Les ruego que no atribuyan condescendencia al empleo del diminutivo. Hablo de “libritos” no sólo para sugerir sus discretas dimensiones sino también para dar una pista de su naturaleza nada imperiosa ni infatuada, de la autoironía que los impregna, de su resuelto desentendimiento de las jerarquías de género y de rango, no solamente literarias.
Alguna vez he especulado sobre los saludables efectos que tuvo la renuncia forzosa o resignada, por parte de las mujeres, a competir por el canon
Alguna vez he especulado sobre los saludables efectos que, durante décadas, tuvo la renuncia más o menos forzosa o resignada, por parte de las mujeres, a competir en la carrera por ingresar en el canon, a participar en los tradicionales circuitos de consagración, casi siempre controlados por hombres, herederos de una cultura de impronta tradicionalmente machista. La increíble, inagotable emergencia, en la Inglaterra de los años 50, 60, 70, 80 del siglo pasado, de toda una marea de escritoras de clase media, señoras de su casa, que hicieron compatible su vocación literaria con una discreta vida familiar, más o menos convencional, sirve para ilustrar los beneficios inesperados de escribir sin la ansiedad de la influencia, sin estar uno pendiente de las listas de los libros más vendidos, sino simplemente conectado con un público reconocible y afín, con el que se comparte un montón de sobrentendidos.
Escribo estas líneas sonriéndome aún por las agudas observaciones que vuelca Bárbara Mingo en Lloro porque no tengo sentimientos (La Navaja, 2023), una muy recomendable colección de columnas y artículos que organizan una mirada asimismo muy peculiar, a la vez burlona e indulgente, acerca de nuestra extraña ciudadanía. Como en los dos anteriores, también en este librito (¡y dale!) su autora se pone a sí misma en juego, y al hacerlo pone en juego, de forma en absoluto ostentosa, su condición de mujer.
Las autoras de los tres títulos traídos aquí a colación han nacido las tres en la década de los 70. Pertenecen pues a una franja generacional que ha experimentado ya en su madurez el cambio de rasante que se ha producido en la última década en lo que respecta a la receptividad hacia la escritura de las mujeres y los códigos que maneja.

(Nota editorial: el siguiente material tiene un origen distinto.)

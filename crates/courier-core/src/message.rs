//! Message records handed to the persistence collaborator.

use crate::group::GroupId;
use crate::identity::UserId;
use serde::{Deserialize, Serialize};
use std::time::{SystemTime, UNIX_EPOCH};
use uuid::Uuid;

/// Id prefix for channel messages.
pub const CHANNEL_MESSAGE_PREFIX: &str = "msg_";

/// Id prefix for direct messages.
pub const DIRECT_MESSAGE_PREFIX: &str = "pmsg_";

/// Where a message belongs.
#[derive(Debug, Clone, PartialEq, Eq, Serialize, Deserialize)]
#[serde(tag = "kind", content = "target", rename_all = "lowercase")]
pub enum Conversation {
    /// A channel, addressed by channel id.
    Channel(GroupId),
    /// A direct conversation, addressed by the receiver.
    Direct(UserId),
}

impl Conversation {
    /// Prefix of ids generated for messages in this kind of conversation.
    #[must_use]
    pub fn id_prefix(&self) -> &'static str {
        match self {
            Conversation::Channel(_) => CHANNEL_MESSAGE_PREFIX,
            Conversation::Direct(_) => DIRECT_MESSAGE_PREFIX,
        }
    }
}

/// A message about to be persisted. Both parties are canonical identities.
#[derive(Debug, Clone, PartialEq, Eq, Serialize, Deserialize)]
pub struct NewMessage {
    pub conversation: Conversation,
    pub sender: UserId,
    pub content: String,
}

/// What the store returns after persisting a message.
#[derive(Debug, Clone, PartialEq, Eq, Serialize, Deserialize)]
pub struct StoredMessage {
    pub id: String,
    /// Milliseconds since the Unix epoch.
    pub created_at: u64,
}

/// Generate a short message id such as `msg_1a2b3c4d`.
#[must_use]
pub fn generate_message_id(prefix: &str) -> String {
    let uuid = Uuid::new_v4().simple().to_string();
    format!("{prefix}{}", &uuid[..8])
}

/// Current time in milliseconds since the Unix epoch.
#[must_use]
pub fn now_millis() -> u64 {
    SystemTime::now()
        .duration_since(UNIX_EPOCH)
        .map(|d| d.as_millis() as u64)
        .unwrap_or_default()
}
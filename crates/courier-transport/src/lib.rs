//! # courier-transport
//!
//! Transport adapters for Courier.
//!
//! - **WebSocket** - Text (JSON) or binary (MessagePack) frames over axum
//! - **Polling** - Long-polling fallback for clients that cannot hold a socket
//!
//! Every transport hands the server a [`Connection`]: an [`EventSink`] for
//! server events and an [`EventStream`] of client events, so the session
//! driver does not care how the bytes travel.
//!
//! ```rust,ignore
//! use courier_transport::{Connection, Inbound};
//!
//! async fn drive(mut conn: Connection) {
//!     while let Ok(Some(Inbound::Event(event))) = conn.stream.recv().await {
//!         // Route event
//!     }
//! }
//! ```

pub mod traits;

#[cfg(feature = "polling")]
pub mod polling;

#[cfg(feature = "websocket")]
pub mod websocket;

pub use traits::{Connection, EventSink, EventStream, Inbound, TransportError, TransportKind};

#[cfg(feature = "polling")]
pub use polling::{PollingConfig, PollingSessions};

#[cfg(feature = "websocket")]
pub use websocket::{websocket_connection, WebSocketConfig};
//! Identity resolution.
//!
//! Clients present user ids as JSON strings or JSON integers. Every component
//! downstream of this module works with the canonical [`UserId`] only.

use crate::error::{with_deadline, RelayError, StoreError};
use async_trait::async_trait;
use courier_protocol::RawUserId;
use serde::{Deserialize, Serialize};
use std::fmt;
use std::sync::Arc;
use std::time::Duration;
use tracing::{debug, warn};

/// Canonical user identity: the decimal/text rendering of the user record key.
#[derive(Debug, Clone, PartialEq, Eq, Hash, PartialOrd, Ord, Serialize, Deserialize)]
#[serde(transparent)]
pub struct UserId(String);

impl UserId {
    #[must_use]
    pub fn new(id: impl Into<String>) -> Self {
        Self(id.into())
    }

    #[must_use]
    pub fn as_str(&self) -> &str {
        &self.0
    }
}

impl fmt::Display for UserId {
    fn fmt(&self, f: &mut fmt::Formatter<'_>) -> fmt::Result {
        f.write_str(&self.0)
    }
}

impl From<&str> for UserId {
    fn from(s: &str) -> Self {
        Self(s.to_string())
    }
}

impl From<String> for UserId {
    fn from(s: String) -> Self {
        Self(s)
    }
}

/// Primary key of a user record, as stored by the user directory.
#[derive(Debug, Clone, PartialEq, Eq, Hash, Serialize, Deserialize)]
#[serde(untagged)]
pub enum RecordKey {
    Numeric(i64),
    Text(String),
}

impl RecordKey {
    /// The canonical identity this key stands for.
    #[must_use]
    pub fn canonical(&self) -> UserId {
        match self {
            RecordKey::Numeric(n) => UserId(n.to_string()),
            RecordKey::Text(s) => UserId(s.clone()),
        }
    }

    /// Whether this key equals the raw id in either encoding.
    #[must_use]
    pub fn matches(&self, raw: &RawUserId) -> bool {
        match self {
            RecordKey::Numeric(n) => raw.as_number() == Some(*n),
            RecordKey::Text(s) => *s == raw.to_text(),
        }
    }
}

#[derive(Debug, Clone, Copy, Default, PartialEq, Eq, Serialize, Deserialize)]
#[serde(rename_all = "lowercase")]
pub enum Role {
    #[default]
    User,
    Admin,
}

/// A user record as returned by the directory.
#[derive(Debug, Clone, PartialEq, Eq, Serialize, Deserialize)]
pub struct UserRecord {
    pub key: RecordKey,
    /// Secondary id some records still carry from an older schema.
    #[serde(default, alias = "id", skip_serializing_if = "Option::is_none")]
    pub legacy_id: Option<RecordKey>,
    pub username: String,
    #[serde(default)]
    pub role: Role,
}

/// A resolved identity with its cached profile fields.
#[derive(Debug, Clone, PartialEq, Eq)]
pub struct Identity {
    pub user_id: UserId,
    pub username: String,
    pub role: Role,
}

impl From<UserRecord> for Identity {
    fn from(record: UserRecord) -> Self {
        Self {
            user_id: record.key.canonical(),
            username: record.username,
            role: record.role,
        }
    }
}

/// Read access to the persistent user directory.
#[async_trait]
pub trait UserDirectory: Send + Sync {
    /// Exact lookup on the record key.
    async fn find_by_key(&self, key: &RecordKey) -> Result<Option<UserRecord>, StoreError>;

    /// Permissive lookup matching the record key or legacy id in either
    /// encoding.
    async fn find_any(&self, raw: &RawUserId) -> Result<Option<UserRecord>, StoreError>;
}

/// Resolves raw client identifiers to canonical identities.
#[derive(Clone)]
pub struct IdentityResolver {
    directory: Arc<dyn UserDirectory>,
    timeout: Duration,
}

impl IdentityResolver {
    #[must_use]
    pub fn new(directory: Arc<dyn UserDirectory>, timeout: Duration) -> Self {
        Self { directory, timeout }
    }

    /// Resolve a raw id.
    ///
    /// Lookups run in order: exact key as text, numeric-coerced key, then the
    /// permissive query. The first hit wins.
    ///
    /// # Errors
    ///
    /// Returns `RelayError::IdentityNotFound` when nothing matches, or when a
    /// directory call fails or times out.
    pub async fn resolve(&self, raw: &RawUserId) -> Result<Identity, RelayError> {
        if raw.is_blank() {
            return Err(RelayError::IdentityNotFound(String::new()));
        }

        let text = RecordKey::Text(raw.to_text());
        if let Some(record) = self.lookup(raw, self.directory.find_by_key(&text)).await? {
            return Ok(record.into());
        }

        if let Some(n) = raw.as_number() {
            let numeric = RecordKey::Numeric(n);
            if let Some(record) = self.lookup(raw, self.directory.find_by_key(&numeric)).await? {
                return Ok(record.into());
            }
        }

        match self.lookup(raw, self.directory.find_any(raw)).await? {
            Some(record) => Ok(record.into()),
            None => {
                debug!(raw = %raw, "No user record for raw id");
                Err(RelayError::IdentityNotFound(raw.to_text()))
            }
        }
    }

    async fn lookup<F>(&self, raw: &RawUserId, call: F) -> Result<Option<UserRecord>, RelayError>
    where
        F: std::future::Future<Output = Result<Option<UserRecord>, StoreError>>,
    {
        with_deadline(self.timeout, call).await.map_err(|e| {
            warn!(raw = %raw, error = %e, "User directory lookup failed");
            RelayError::IdentityNotFound(raw.to_text())
        })
    }
}
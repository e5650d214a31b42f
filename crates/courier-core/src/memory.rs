//! In-memory user directory and chat store.
//!
//! Stands in for the external persistence collaborator during development and
//! tests. It can be seeded from a TOML file:
//!
//! ```toml
//! [[users]]
//! id = 1
//! username = "rushi"
//! role = "admin"
//!
//! [[channels]]
//! id = "chnl_general_chat"
//! name = "General Chat"
//! members = ["1", 2]
//! ```

use crate::error::StoreError;
use crate::group::GroupId;
use crate::identity::{RecordKey, Role, UserDirectory, UserId, UserRecord};
use crate::message::{generate_message_id, now_millis, NewMessage, StoredMessage};
use crate::store::ChatStore;
use async_trait::async_trait;
use courier_protocol::RawUserId;
use dashmap::DashMap;
use serde::Deserialize;
use std::path::Path;
use thiserror::Error;
use tracing::{debug, info};

/// Errors loading a seed file.
#[derive(Debug, Error)]
pub enum SeedError {
    #[error("Failed to read seed file: {0}")]
    Io(#[from] std::io::Error),

    #[error("Failed to parse seed file: {0}")]
    Parse(#[from] toml::de::Error),
}

/// Seed file contents.
#[derive(Debug, Clone, Default, Deserialize)]
pub struct Seed {
    #[serde(default)]
    pub users: Vec<SeedUser>,
    #[serde(default)]
    pub channels: Vec<SeedChannel>,
}

#[derive(Debug, Clone, Deserialize)]
pub struct SeedUser {
    pub id: RecordKey,
    pub username: String,
    #[serde(default)]
    pub role: Role,
    #[serde(default)]
    pub legacy_id: Option<RecordKey>,
}

#[derive(Debug, Clone, Deserialize)]
pub struct SeedChannel {
    pub id: GroupId,
    #[serde(default)]
    pub name: Option<String>,
    /// Member ids, in either encoding.
    #[serde(default)]
    pub members: Vec<RawUserId>,
}

#[derive(Debug, Clone)]
struct ChannelRecord {
    members: Vec<RawUserId>,
}

/// A persisted message together with the request that created it.
#[derive(Debug, Clone, PartialEq, Eq)]
pub struct MessageRecord {
    pub stored: StoredMessage,
    pub message: NewMessage,
}

/// In-memory implementation of [`UserDirectory`] and [`ChatStore`].
#[derive(Debug, Default)]
pub struct MemoryStore {
    users: DashMap<RecordKey, UserRecord>,
    channels: DashMap<GroupId, ChannelRecord>,
    messages: DashMap<String, MessageRecord>,
    /// File id to message id.
    file_links: DashMap<String, String>,
}

impl MemoryStore {
    #[must_use]
    pub fn new() -> Self {
        Self::default()
    }

    /// Build a store from seed data.
    #[must_use]
    pub fn from_seed(seed: Seed) -> Self {
        let store = Self::new();
        for user in seed.users {
            store.add_user(UserRecord {
                key: user.id,
                legacy_id: user.legacy_id,
                username: user.username,
                role: user.role,
            });
        }
        for channel in seed.channels {
            store.add_channel(channel.id, channel.members);
        }
        store
    }

    /// Load a seed file from disk.
    ///
    /// # Errors
    ///
    /// Returns an error if the file cannot be read or parsed.
    pub fn load(path: &Path) -> Result<Self, SeedError> {
        let content = std::fs::read_to_string(path)?;
        let seed: Seed = toml::from_str(&content)?;
        info!(
            path = %path.display(),
            users = seed.users.len(),
            channels = seed.channels.len(),
            "Loaded seed data"
        );
        Ok(Self::from_seed(seed))
    }

    pub fn add_user(&self, record: UserRecord) {
        self.users.insert(record.key.clone(), record);
    }

    pub fn remove_user(&self, key: &RecordKey) {
        self.users.remove(key);
    }

    /// Create or replace a channel with the given member list.
    pub fn add_channel(&self, id: impl Into<GroupId>, members: Vec<RawUserId>) {
        let id = id.into();
        debug!(channel = %id, members = members.len(), "Channel stored");
        self.channels.insert(id, ChannelRecord { members });
    }

    pub fn remove_channel(&self, id: &str) {
        self.channels.remove(id);
    }

    /// Persisted messages, oldest first.
    #[must_use]
    pub fn messages(&self) -> Vec<MessageRecord> {
        let mut all: Vec<MessageRecord> = self.messages.iter().map(|e| e.value().clone()).collect();
        all.sort_by(|a, b| {
            a.stored
                .created_at
                .cmp(&b.stored.created_at)
                .then_with(|| a.stored.id.cmp(&b.stored.id))
        });
        all
    }

    #[must_use]
    pub fn message_count(&self) -> usize {
        self.messages.len()
    }

    /// Message a file was linked to, if any.
    #[must_use]
    pub fn linked_message(&self, file_id: &str) -> Option<String> {
        self.file_links.get(file_id).map(|m| m.value().clone())
    }

    fn find_exact(&self, key: &RecordKey) -> Option<UserRecord> {
        self.users.get(key).map(|r| r.value().clone())
    }
}

fn member_matches(member: &RawUserId, user: &UserId) -> bool {
    member.to_text() == user.as_str()
}

#[async_trait]
impl UserDirectory for MemoryStore {
    async fn find_by_key(&self, key: &RecordKey) -> Result<Option<UserRecord>, StoreError> {
        Ok(self.find_exact(key))
    }

    async fn find_any(&self, raw: &RawUserId) -> Result<Option<UserRecord>, StoreError> {
        Ok(self
            .users
            .iter()
            .find(|entry| {
                let record = entry.value();
                record.key.matches(raw) || record.legacy_id.as_ref().is_some_and(|l| l.matches(raw))
            })
            .map(|entry| entry.value().clone()))
    }
}

#[async_trait]
impl ChatStore for MemoryStore {
    async fn create_message(&self, message: NewMessage) -> Result<StoredMessage, StoreError> {
        let stored = StoredMessage {
            id: generate_message_id(message.conversation.id_prefix()),
            created_at: now_millis(),
        };
        self.messages.insert(
            stored.id.clone(),
            MessageRecord {
                stored: stored.clone(),
                message,
            },
        );
        Ok(stored)
    }

    async fn memberships_for(&self, user: &UserId) -> Result<Vec<GroupId>, StoreError> {
        let mut channels: Vec<GroupId> = self
            .channels
            .iter()
            .filter(|entry| entry.members.iter().any(|m| member_matches(m, user)))
            .map(|entry| entry.key().clone())
            .collect();
        channels.sort();
        Ok(channels)
    }

    async fn channel_exists(&self, channel: &str) -> Result<bool, StoreError> {
        Ok(self.channels.contains_key(channel))
    }

    async fn user_exists(&self, user: &UserId) -> Result<bool, StoreError> {
        if self.users.contains_key(&RecordKey::Text(user.as_str().to_string())) {
            return Ok(true);
        }
        Ok(user
            .as_str()
            .parse::<i64>()
            .is_ok_and(|n| self.users.contains_key(&RecordKey::Numeric(n))))
    }

    async fn link_files_to_message(
        &self,
        file_ids: &[String],
        message: &StoredMessage,
    ) -> Result<(), StoreError> {
        for file_id in file_ids {
            self.file_links.insert(file_id.clone(), message.id.clone());
        }
        Ok(())
    }
}
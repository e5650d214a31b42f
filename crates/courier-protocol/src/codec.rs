//! Codecs for Courier events.
//!
//! Two encodings carry the same `{"event", "data"}` object:
//!
//! - **Text**: a JSON document per WebSocket text frame (browser clients).
//! - **Binary**: a 4-byte big-endian length prefix followed by a
//!   MessagePack-encoded event, for native clients.

use bytes::{Buf, BufMut, Bytes, BytesMut};
use serde::de::DeserializeOwned;
use serde::Serialize;
use thiserror::Error;

/// Maximum frame size (16 MiB).
pub const MAX_FRAME_SIZE: usize = 16 * 1024 * 1024;

/// Length prefix size in bytes.
pub const LENGTH_PREFIX_SIZE: usize = 4;

/// Which encoding a frame used.
#[derive(Debug, Clone, Copy, PartialEq, Eq, Hash, Default)]
pub enum Encoding {
    /// JSON text frames.
    #[default]
    Text,
    /// Length-prefixed MessagePack frames.
    Binary,
}

/// Protocol errors that can occur during encoding/decoding.
#[derive(Debug, Error)]
pub enum ProtocolError {
    /// Frame exceeds maximum size.
    #[error("Frame size {0} exceeds maximum {MAX_FRAME_SIZE}")]
    FrameTooLarge(usize),

    /// Not enough data to decode frame.
    #[error("Incomplete frame: need {0} more bytes")]
    Incomplete(usize),

    /// MessagePack encoding error.
    #[error("Encoding error: {0}")]
    Encode(#[from] rmp_serde::encode::Error),

    /// MessagePack decoding error.
    #[error("Decoding error: {0}")]
    Decode(#[from] rmp_serde::decode::Error),

    /// JSON error.
    #[error("JSON error: {0}")]
    Json(#[from] serde_json::Error),
}

/// Encode a value as a length-prefixed MessagePack frame.
///
/// # Errors
///
/// Returns an error if the frame is too large or encoding fails.
pub fn encode<T: Serialize>(value: &T) -> Result<Bytes, ProtocolError> {
    let mut buf = BytesMut::new();
    encode_into(value, &mut buf)?;
    Ok(buf.freeze())
}

/// Encode a value into an existing buffer.
///
/// # Errors
///
/// Returns an error if the frame is too large or encoding fails.
pub fn encode_into<T: Serialize>(value: &T, buf: &mut BytesMut) -> Result<(), ProtocolError> {
    let payload = rmp_serde::to_vec_named(value)?;

    if payload.len() > MAX_FRAME_SIZE {
        return Err(ProtocolError::FrameTooLarge(payload.len()));
    }

    buf.reserve(LENGTH_PREFIX_SIZE + payload.len());
    buf.put_u32(payload.len() as u32);
    buf.extend_from_slice(&payload);

    Ok(())
}

/// Decode one length-prefixed MessagePack frame.
///
/// # Errors
///
/// Returns an error if the data is incomplete, too large, or invalid.
pub fn decode<T: DeserializeOwned>(data: &[u8]) -> Result<T, ProtocolError> {
    if data.len() < LENGTH_PREFIX_SIZE {
        return Err(ProtocolError::Incomplete(LENGTH_PREFIX_SIZE - data.len()));
    }

    let length = u32::from_be_bytes([data[0], data[1], data[2], data[3]]) as usize;

    if length > MAX_FRAME_SIZE {
        return Err(ProtocolError::FrameTooLarge(length));
    }

    let total_size = LENGTH_PREFIX_SIZE + length;
    if data.len() < total_size {
        return Err(ProtocolError::Incomplete(total_size - data.len()));
    }

    Ok(rmp_serde::from_slice(&data[LENGTH_PREFIX_SIZE..total_size])?)
}

/// Try to decode a frame from a buffer, advancing it if successful.
///
/// Returns `Ok(Some(value))` if a complete frame was decoded,
/// `Ok(None)` if more data is needed, or `Err` on protocol error.
///
/// # Errors
///
/// Returns an error if the frame is too large or invalid.
pub fn decode_from<T: DeserializeOwned>(buf: &mut BytesMut) -> Result<Option<T>, ProtocolError> {
    if buf.len() < LENGTH_PREFIX_SIZE {
        return Ok(None);
    }

    let length = u32::from_be_bytes([buf[0], buf[1], buf[2], buf[3]]) as usize;

    if length > MAX_FRAME_SIZE {
        return Err(ProtocolError::FrameTooLarge(length));
    }

    let total_size = LENGTH_PREFIX_SIZE + length;
    if buf.len() < total_size {
        return Ok(None);
    }

    buf.advance(LENGTH_PREFIX_SIZE);
    let payload = buf.split_to(length);
    Ok(Some(rmp_serde::from_slice(&payload)?))
}

/// Encode a value as a JSON text frame.
///
/// # Errors
///
/// Returns an error if the frame is too large or serialization fails.
pub fn encode_text<T: Serialize>(value: &T) -> Result<String, ProtocolError> {
    let text = serde_json::to_string(value)?;
    if text.len() > MAX_FRAME_SIZE {
        return Err(ProtocolError::FrameTooLarge(text.len()));
    }
    Ok(text)
}

/// Decode a JSON text frame.
///
/// # Errors
///
/// Returns an error if the frame is too large or not a valid event.
pub fn decode_text<T: DeserializeOwned>(text: &str) -> Result<T, ProtocolError> {
    if text.len() > MAX_FRAME_SIZE {
        return Err(ProtocolError::FrameTooLarge(text.len()));
    }
    Ok(serde_json::from_str(text)?)
}

#[cfg(test)]
mod tests {
    use super::*;
    use crate::events::{ChannelMessagePayload, ClientEvent, PingPayload, ServerEvent};
    use crate::ids::RawUserId;

    fn sample_message() -> ClientEvent {
        ClientEvent::ChannelMessage(ChannelMessagePayload {
            channel_id: Some("chnl_general".into()),
            sender_id: Some(RawUserId::Number(1)),
            content: Some("hi".into()),
            file_ids: vec!["file_1".into()],
        })
    }

    #[test]
    fn test_binary_and_text_carry_same_event() {
        let event = sample_message();

        let binary: ClientEvent = decode(&encode(&event).unwrap()).unwrap();
        let text: ClientEvent = decode_text(&encode_text(&event).unwrap()).unwrap();

        assert_eq!(binary, event);
        assert_eq!(text, event);
    }

    #[test]
    fn test_decode_incomplete() {
        let encoded = encode(&ServerEvent::error("nope")).unwrap();

        match decode::<ServerEvent>(&encoded[..5]) {
            Err(ProtocolError::Incomplete(_)) => {}
            other => panic!("Expected Incomplete error, got {:?}", other),
        }
    }

    #[test]
    fn test_frame_too_large() {
        let huge = ServerEvent::error("x".repeat(MAX_FRAME_SIZE + 1));

        match encode(&huge) {
            Err(ProtocolError::FrameTooLarge(_)) => {}
            other => panic!("Expected FrameTooLarge error, got {:?}", other),
        }
    }

    #[test]
    fn test_streaming_decode() {
        let first = ClientEvent::Ping(PingPayload { timestamp: Some(1) });
        let second = sample_message();

        let mut buf = BytesMut::new();
        encode_into(&first, &mut buf).unwrap();
        encode_into(&second, &mut buf).unwrap();

        let decoded1: ClientEvent = decode_from(&mut buf).unwrap().unwrap();
        let decoded2: ClientEvent = decode_from(&mut buf).unwrap().unwrap();

        assert_eq!(first, decoded1);
        assert_eq!(second, decoded2);
        assert!(buf.is_empty());
        assert!(decode_from::<ClientEvent>(&mut buf).unwrap().is_none());
    }

    #[test]
    fn test_unknown_event_is_rejected() {
        let result = decode_text::<ClientEvent>(r#"{"event":"launchMissiles","data":{}}"#);
        assert!(matches!(result, Err(ProtocolError::Json(_))));
    }
}
//! Metrics collection and export for Courier.
//!
//! Uses the `metrics` crate for instrumentation and exports
//! to Prometheus format. Each worker serves its own exporter.

use courier_core::{Delivery, EventStage, HubStats};
use metrics::{counter, gauge, histogram};
use metrics_exporter_prometheus::PrometheusBuilder;
use std::net::SocketAddr;
use std::time::Duration;
use tracing::info;

/// Metric names.
pub mod names {
    pub const CONNECTIONS_TOTAL: &str = "courier_connections_total";
    pub const CONNECTIONS_ACTIVE: &str = "courier_connections_active";
    pub const HANDSHAKE_REJECTIONS: &str = "courier_handshake_rejections_total";
    pub const EVENTS_TOTAL: &str = "courier_events_total";
    pub const DELIVERIES_TOTAL: &str = "courier_deliveries_total";
    pub const OFFLINE_DELIVERIES: &str = "courier_offline_deliveries_total";
    pub const PERSIST_FAILURES: &str = "courier_persist_failures_total";
    pub const BUS_ERRORS: &str = "courier_bus_errors_total";
    pub const GROUPS_ACTIVE: &str = "courier_groups_active";
    pub const ROUTE_SECONDS: &str = "courier_route_seconds";
}

/// Initialize the metrics system.
pub fn init_metrics() {
    metrics::describe_counter!(
        names::CONNECTIONS_TOTAL,
        "Total number of joined connections since worker start"
    );
    metrics::describe_gauge!(
        names::CONNECTIONS_ACTIVE,
        "Current number of joined connections"
    );
    metrics::describe_counter!(
        names::HANDSHAKE_REJECTIONS,
        "Handshakes refused, by reason"
    );
    metrics::describe_counter!(names::EVENTS_TOTAL, "Inbound client events, by name");
    metrics::describe_counter!(names::DELIVERIES_TOTAL, "Fan-out deliveries, by path");
    metrics::describe_counter!(
        names::OFFLINE_DELIVERIES,
        "User deliveries that found no live connection"
    );
    metrics::describe_counter!(names::PERSIST_FAILURES, "Events whose persistence failed");
    metrics::describe_counter!(names::BUS_ERRORS, "Events persisted but not published");
    metrics::describe_gauge!(names::GROUPS_ACTIVE, "Current number of local groups");
    metrics::describe_histogram!(names::ROUTE_SECONDS, "Event routing latency in seconds");

    info!("Metrics initialized");
}

/// Start the Prometheus metrics server.
///
/// # Errors
///
/// Returns an error if the server cannot be started.
pub fn start_metrics_server(port: u16) -> Result<(), Box<dyn std::error::Error>> {
    let addr: SocketAddr = format!("0.0.0.0:{}", port).parse()?;

    PrometheusBuilder::new()
        .with_http_listener(addr)
        .install()?;

    info!("Metrics server listening on {}", addr);
    Ok(())
}

pub fn record_handshake_rejected(kind: &'static str) {
    counter!(names::HANDSHAKE_REJECTIONS, "reason" => kind).increment(1);
}

/// Record one routed event.
pub fn record_event(
    name: &'static str,
    path: &'static str,
    stage: EventStage,
    delivery: Option<Delivery>,
    elapsed: Duration,
) {
    counter!(names::EVENTS_TOTAL, "event" => name).increment(1);
    histogram!(names::ROUTE_SECONDS, "event" => name).record(elapsed.as_secs_f64());

    match stage {
        EventStage::Acked => {
            counter!(names::DELIVERIES_TOTAL, "path" => path).increment(1);
        }
        EventStage::PersistFailed => counter!(names::PERSIST_FAILURES).increment(1),
        // Persisted but not fanned out
        EventStage::Persisted => counter!(names::BUS_ERRORS).increment(1),
        _ => {}
    }
    if delivery.is_some_and(|d| d.is_unreachable()) {
        counter!(names::OFFLINE_DELIVERIES).increment(1);
    }
}

/// Update hub gauges.
pub fn set_hub_stats(stats: &HubStats) {
    gauge!(names::CONNECTIONS_ACTIVE).set(stats.connection_count as f64);
    gauge!(names::GROUPS_ACTIVE).set(stats.group_count as f64);
}

/// Metrics guard that records a joined connection until dropped.
pub struct ConnectionMetricsGuard;

impl ConnectionMetricsGuard {
    #[must_use]
    pub fn new() -> Self {
        counter!(names::CONNECTIONS_TOTAL).increment(1);
        gauge!(names::CONNECTIONS_ACTIVE).increment(1.0);
        Self
    }
}

impl Default for ConnectionMetricsGuard {
    fn default() -> Self {
        Self::new()
    }
}

impl Drop for ConnectionMetricsGuard {
    fn drop(&mut self) {
        gauge!(names::CONNECTIONS_ACTIVE).decrement(1.0);
    }
}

Puede que ello tenga algo que ver con la actitud ni beligerante ni jactanciosa con que modulan su propia voz, en un registro a la vez político e intimista, alejado de todo agonismo, que obvia la dialéctica de los sexos y de la identidad.
Reconozco un aire común y reconfortante en el carácter ambulante de estos textos, en la sensualidad que transpiran (ese modo de notar el cuerpo involucrado en la escritura), en el modo tan subversivo con que operan en ellos la tranquilidad y la alegría, y no sólo el humor, desactivando la indignación sin merma ninguna de su combatividad, de su sonriente causticidad.